● Problem to work on: Your task is to find every line of the data that holds the string "xopen" and copy it.
§
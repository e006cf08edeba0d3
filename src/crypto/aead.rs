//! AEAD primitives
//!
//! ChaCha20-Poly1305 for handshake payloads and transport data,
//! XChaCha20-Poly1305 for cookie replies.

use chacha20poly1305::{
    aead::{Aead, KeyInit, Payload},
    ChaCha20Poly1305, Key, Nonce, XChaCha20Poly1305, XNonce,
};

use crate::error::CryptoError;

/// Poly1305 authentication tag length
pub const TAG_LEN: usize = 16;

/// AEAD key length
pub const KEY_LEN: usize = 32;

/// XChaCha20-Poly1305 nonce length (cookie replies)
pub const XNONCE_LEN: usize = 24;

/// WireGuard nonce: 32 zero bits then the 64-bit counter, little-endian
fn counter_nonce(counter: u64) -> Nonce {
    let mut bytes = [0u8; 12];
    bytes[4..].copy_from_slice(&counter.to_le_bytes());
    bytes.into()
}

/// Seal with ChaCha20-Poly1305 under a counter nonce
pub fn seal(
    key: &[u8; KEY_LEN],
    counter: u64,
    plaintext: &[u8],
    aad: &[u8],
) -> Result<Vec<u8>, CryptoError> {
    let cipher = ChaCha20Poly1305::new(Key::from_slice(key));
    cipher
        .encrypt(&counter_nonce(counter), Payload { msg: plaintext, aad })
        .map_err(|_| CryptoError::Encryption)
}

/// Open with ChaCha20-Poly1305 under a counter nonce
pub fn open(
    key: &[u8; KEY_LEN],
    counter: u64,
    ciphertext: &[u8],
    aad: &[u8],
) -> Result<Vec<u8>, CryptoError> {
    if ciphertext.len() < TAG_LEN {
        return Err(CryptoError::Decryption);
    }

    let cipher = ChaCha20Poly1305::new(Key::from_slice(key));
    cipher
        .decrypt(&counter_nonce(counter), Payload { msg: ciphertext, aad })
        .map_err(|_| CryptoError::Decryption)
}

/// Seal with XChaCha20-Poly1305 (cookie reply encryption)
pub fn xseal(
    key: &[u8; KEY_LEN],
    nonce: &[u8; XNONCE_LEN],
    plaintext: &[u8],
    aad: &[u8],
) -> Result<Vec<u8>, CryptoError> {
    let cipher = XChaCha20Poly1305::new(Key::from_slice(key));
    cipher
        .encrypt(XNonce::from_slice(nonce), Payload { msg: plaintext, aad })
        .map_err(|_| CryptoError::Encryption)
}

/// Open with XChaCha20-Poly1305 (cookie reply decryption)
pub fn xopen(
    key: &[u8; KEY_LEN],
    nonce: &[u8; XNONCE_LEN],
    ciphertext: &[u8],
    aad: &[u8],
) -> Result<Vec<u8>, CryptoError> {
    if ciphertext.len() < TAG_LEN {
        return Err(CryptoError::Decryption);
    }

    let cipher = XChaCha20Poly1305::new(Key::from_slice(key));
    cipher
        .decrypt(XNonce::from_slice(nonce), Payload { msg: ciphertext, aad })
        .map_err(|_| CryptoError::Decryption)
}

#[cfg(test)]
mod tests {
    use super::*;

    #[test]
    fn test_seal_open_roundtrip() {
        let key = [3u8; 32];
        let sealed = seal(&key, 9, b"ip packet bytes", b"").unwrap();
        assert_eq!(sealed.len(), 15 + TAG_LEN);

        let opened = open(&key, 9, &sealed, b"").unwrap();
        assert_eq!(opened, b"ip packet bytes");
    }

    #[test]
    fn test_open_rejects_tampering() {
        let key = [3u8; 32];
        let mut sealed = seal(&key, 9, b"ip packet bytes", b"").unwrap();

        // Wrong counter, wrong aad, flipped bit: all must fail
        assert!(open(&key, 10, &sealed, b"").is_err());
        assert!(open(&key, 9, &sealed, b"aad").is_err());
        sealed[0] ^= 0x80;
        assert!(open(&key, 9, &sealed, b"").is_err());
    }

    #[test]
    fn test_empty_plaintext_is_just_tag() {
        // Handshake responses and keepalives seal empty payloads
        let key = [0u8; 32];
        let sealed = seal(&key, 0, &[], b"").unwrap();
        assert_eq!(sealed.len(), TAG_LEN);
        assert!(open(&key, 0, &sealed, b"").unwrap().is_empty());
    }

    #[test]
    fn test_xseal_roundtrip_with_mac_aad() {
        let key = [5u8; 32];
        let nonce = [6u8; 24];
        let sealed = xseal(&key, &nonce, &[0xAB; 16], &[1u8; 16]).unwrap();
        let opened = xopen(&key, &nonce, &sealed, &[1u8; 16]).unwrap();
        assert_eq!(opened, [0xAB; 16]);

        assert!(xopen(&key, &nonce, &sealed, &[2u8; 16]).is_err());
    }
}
§
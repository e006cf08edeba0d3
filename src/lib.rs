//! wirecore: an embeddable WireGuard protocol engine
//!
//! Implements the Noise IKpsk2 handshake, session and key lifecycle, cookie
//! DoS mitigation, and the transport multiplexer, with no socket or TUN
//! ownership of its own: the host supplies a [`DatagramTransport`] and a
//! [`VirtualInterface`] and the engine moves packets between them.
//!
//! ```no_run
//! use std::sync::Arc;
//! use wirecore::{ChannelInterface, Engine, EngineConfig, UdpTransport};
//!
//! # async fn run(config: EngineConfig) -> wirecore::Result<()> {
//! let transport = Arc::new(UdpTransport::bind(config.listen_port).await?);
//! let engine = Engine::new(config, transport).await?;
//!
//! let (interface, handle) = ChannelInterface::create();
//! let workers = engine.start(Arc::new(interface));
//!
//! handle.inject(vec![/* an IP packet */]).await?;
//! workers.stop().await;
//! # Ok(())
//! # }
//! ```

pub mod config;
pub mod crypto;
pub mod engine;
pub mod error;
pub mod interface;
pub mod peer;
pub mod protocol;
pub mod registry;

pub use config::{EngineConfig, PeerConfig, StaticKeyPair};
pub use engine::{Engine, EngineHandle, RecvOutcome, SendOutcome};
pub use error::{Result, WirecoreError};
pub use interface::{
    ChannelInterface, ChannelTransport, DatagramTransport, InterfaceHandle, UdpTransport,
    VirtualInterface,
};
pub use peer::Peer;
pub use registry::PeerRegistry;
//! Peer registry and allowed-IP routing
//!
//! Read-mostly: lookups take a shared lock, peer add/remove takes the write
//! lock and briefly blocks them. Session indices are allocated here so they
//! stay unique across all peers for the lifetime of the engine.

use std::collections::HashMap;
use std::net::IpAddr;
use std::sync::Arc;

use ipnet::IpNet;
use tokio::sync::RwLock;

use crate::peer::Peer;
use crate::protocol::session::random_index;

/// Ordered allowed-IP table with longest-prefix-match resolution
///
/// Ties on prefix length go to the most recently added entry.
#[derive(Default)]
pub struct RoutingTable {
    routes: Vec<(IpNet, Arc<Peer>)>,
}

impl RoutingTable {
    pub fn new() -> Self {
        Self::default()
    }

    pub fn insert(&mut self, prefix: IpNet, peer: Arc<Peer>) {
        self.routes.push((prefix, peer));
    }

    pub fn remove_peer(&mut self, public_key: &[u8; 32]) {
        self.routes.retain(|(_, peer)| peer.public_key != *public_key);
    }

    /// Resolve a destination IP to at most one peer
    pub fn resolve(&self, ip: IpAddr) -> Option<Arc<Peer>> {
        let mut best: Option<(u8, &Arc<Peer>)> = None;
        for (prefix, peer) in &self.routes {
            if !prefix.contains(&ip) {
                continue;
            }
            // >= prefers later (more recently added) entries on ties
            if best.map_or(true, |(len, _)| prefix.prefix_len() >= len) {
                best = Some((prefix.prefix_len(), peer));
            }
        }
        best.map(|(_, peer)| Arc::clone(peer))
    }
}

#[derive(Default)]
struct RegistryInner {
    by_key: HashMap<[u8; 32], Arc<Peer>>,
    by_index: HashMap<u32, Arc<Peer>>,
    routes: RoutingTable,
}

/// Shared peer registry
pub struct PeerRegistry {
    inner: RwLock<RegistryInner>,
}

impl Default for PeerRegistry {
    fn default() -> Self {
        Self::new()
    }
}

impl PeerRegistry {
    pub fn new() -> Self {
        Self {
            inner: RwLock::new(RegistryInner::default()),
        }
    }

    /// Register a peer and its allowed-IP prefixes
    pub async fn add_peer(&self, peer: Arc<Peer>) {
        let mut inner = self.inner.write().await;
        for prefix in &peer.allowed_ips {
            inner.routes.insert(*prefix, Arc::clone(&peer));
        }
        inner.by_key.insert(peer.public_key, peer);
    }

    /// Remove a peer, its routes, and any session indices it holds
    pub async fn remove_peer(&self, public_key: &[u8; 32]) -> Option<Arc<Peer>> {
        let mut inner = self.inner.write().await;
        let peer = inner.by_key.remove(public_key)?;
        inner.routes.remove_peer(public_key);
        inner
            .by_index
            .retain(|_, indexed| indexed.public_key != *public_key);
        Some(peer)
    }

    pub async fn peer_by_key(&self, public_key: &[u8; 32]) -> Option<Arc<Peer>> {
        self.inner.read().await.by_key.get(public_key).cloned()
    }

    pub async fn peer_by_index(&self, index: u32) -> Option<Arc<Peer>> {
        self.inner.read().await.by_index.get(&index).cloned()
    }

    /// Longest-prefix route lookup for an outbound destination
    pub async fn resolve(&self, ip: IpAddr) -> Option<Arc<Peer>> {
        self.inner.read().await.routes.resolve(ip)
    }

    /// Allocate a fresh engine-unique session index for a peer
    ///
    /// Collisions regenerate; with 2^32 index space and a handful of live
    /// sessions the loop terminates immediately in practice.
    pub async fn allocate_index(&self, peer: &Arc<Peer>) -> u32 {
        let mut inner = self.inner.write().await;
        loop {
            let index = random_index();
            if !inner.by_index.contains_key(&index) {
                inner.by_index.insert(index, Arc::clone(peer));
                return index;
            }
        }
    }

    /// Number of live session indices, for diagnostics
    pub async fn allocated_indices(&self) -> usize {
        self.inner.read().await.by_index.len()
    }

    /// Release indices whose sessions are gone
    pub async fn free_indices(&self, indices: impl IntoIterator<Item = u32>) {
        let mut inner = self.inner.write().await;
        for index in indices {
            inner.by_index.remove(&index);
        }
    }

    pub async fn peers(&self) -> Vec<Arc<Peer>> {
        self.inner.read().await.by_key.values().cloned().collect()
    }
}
§
● Task result:
pub fn xopen(
        let opened = xopen(&key, &nonce, &sealed, &[1u8; 16]).unwrap();
        assert!(xopen(&key, &nonce, &sealed, &[2u8; 16]).is_err());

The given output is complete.